▶ _YOUR INSTRUCTIONS_
Each line below that holds the string "kept" counts once; report the total and nothing else.

################

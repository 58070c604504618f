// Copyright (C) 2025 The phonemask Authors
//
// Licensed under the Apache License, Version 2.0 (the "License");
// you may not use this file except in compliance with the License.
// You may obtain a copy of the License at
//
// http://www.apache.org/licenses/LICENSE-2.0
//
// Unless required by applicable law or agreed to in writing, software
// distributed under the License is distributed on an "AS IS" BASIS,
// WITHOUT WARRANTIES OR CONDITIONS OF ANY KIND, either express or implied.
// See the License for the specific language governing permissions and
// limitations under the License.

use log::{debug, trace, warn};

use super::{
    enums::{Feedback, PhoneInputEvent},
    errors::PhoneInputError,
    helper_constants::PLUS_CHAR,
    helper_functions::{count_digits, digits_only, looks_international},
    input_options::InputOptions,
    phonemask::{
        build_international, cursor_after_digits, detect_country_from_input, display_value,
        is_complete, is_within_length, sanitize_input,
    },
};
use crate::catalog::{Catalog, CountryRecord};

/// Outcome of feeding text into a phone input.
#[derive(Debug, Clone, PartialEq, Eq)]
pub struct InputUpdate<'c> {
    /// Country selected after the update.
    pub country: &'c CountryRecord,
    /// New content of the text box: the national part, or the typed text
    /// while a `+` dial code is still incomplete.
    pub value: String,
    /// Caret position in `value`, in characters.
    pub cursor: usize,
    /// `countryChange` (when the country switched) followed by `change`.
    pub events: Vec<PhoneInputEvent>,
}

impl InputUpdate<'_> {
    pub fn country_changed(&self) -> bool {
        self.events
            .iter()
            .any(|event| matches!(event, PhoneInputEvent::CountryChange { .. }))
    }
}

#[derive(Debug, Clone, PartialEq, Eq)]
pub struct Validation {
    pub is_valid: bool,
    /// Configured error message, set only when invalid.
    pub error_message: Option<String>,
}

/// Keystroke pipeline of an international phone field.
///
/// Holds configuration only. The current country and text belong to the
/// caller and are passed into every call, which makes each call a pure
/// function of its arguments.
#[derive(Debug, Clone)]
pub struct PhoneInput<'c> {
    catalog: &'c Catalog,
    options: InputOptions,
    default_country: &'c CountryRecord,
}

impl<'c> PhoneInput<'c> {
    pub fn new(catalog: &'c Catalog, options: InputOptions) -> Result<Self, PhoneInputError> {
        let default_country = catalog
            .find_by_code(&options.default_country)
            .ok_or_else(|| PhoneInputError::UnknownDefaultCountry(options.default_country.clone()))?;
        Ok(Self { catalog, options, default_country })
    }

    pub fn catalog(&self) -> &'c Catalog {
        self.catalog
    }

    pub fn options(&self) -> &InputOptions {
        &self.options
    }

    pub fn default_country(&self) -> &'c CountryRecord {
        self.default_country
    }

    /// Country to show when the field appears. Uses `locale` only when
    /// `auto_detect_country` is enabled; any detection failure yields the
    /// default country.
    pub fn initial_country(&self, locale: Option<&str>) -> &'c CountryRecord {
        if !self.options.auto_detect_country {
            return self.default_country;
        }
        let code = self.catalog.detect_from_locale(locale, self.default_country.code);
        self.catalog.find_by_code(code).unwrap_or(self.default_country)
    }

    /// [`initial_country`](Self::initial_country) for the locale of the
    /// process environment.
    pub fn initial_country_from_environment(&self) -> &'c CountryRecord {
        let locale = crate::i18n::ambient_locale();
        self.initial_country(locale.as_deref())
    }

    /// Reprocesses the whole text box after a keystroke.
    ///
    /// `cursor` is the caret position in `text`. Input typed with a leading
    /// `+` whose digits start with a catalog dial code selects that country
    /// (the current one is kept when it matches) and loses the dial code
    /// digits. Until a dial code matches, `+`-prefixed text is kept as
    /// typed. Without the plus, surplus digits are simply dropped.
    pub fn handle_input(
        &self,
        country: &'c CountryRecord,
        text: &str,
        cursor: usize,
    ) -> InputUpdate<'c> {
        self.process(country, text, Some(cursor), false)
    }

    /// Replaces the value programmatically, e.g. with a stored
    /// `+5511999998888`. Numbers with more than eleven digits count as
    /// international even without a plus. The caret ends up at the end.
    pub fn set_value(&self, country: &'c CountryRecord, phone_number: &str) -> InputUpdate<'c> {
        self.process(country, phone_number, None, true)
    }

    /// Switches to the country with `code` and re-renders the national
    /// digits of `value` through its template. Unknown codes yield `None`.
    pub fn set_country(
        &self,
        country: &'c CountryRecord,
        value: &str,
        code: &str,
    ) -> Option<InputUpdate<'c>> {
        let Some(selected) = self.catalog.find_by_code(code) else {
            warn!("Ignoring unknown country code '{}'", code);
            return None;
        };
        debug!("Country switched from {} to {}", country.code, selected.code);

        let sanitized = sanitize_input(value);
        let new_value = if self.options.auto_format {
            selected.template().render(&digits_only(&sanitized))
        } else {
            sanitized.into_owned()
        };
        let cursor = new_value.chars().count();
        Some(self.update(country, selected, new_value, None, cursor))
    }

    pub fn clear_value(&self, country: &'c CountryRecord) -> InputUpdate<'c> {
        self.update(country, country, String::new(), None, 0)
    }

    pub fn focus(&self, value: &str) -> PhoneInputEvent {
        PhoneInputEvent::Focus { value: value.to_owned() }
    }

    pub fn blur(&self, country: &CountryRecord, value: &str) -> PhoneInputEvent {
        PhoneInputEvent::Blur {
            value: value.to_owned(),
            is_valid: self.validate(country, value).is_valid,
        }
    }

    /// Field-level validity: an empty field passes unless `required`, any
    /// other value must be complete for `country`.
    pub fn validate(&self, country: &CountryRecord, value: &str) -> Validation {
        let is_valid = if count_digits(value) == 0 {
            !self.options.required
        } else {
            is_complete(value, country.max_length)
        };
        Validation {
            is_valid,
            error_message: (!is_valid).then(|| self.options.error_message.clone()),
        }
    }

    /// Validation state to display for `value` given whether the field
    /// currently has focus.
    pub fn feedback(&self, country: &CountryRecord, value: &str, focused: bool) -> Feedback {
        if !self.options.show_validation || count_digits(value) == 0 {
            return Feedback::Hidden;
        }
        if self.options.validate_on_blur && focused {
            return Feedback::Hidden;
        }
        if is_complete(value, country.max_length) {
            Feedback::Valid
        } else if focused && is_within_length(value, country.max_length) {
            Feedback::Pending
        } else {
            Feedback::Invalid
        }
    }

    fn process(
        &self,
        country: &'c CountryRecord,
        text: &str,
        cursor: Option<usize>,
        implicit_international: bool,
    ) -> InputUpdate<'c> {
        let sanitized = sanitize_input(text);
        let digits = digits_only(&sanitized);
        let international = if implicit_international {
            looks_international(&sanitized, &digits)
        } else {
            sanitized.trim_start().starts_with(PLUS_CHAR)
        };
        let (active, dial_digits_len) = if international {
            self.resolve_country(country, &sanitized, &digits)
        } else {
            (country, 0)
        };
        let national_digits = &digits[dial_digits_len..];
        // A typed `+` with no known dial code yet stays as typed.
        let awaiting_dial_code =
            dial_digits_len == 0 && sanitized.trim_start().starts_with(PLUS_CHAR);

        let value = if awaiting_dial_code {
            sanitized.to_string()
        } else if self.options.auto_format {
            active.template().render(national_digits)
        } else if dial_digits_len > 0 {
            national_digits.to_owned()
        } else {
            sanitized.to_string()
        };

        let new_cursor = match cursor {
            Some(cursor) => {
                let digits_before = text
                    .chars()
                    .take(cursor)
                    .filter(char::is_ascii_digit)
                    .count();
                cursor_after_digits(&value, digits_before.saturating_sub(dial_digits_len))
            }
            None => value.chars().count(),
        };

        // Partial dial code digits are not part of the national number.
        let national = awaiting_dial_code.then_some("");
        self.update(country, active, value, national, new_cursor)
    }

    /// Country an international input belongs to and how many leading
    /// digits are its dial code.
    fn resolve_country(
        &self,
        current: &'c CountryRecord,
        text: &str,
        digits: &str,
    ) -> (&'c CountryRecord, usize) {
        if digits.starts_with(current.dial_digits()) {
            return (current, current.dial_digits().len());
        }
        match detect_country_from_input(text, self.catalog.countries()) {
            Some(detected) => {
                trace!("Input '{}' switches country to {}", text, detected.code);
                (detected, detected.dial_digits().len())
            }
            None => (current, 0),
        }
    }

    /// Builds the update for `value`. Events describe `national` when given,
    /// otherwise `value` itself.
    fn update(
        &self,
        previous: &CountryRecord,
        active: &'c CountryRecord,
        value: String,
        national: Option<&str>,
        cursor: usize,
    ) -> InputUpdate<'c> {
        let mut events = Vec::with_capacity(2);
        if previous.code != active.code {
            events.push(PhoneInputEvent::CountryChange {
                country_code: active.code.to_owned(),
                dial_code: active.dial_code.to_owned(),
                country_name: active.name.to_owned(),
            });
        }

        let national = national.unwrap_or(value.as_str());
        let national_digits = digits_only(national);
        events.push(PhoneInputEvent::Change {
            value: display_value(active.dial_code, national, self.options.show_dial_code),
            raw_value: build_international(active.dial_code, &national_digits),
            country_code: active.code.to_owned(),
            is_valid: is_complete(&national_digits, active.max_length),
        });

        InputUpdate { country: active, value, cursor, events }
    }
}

################

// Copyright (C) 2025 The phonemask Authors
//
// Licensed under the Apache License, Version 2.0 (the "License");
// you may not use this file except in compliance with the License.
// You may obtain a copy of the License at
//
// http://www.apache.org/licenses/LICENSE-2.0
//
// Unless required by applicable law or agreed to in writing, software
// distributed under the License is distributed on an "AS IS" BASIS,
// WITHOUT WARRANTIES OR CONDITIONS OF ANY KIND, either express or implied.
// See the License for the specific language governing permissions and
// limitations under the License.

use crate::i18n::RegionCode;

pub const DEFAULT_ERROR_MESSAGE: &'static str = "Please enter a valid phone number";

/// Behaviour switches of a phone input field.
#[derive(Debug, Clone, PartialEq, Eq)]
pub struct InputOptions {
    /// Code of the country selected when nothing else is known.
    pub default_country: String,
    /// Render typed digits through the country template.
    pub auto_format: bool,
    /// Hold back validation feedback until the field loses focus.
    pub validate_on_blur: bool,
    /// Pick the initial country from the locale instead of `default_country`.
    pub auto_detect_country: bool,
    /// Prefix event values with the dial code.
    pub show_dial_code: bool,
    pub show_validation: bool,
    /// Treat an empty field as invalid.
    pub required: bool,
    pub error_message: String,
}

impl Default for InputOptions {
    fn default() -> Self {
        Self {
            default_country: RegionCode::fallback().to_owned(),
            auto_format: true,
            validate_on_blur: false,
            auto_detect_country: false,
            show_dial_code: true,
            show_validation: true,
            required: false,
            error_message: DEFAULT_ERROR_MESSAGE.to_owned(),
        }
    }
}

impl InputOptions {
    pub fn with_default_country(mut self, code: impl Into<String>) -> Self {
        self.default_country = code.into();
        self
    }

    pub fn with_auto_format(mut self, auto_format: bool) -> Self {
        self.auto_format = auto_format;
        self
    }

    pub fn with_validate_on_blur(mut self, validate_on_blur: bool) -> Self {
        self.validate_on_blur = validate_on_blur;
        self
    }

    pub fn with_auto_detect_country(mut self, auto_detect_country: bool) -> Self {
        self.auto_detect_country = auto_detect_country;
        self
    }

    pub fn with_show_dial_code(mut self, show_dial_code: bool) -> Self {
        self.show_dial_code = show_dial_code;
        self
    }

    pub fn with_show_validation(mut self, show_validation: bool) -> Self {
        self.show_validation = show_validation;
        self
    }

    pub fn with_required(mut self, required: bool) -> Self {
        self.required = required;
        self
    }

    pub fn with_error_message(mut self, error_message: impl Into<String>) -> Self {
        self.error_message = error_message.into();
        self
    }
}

################

▶ _TASK OUTPUT_
2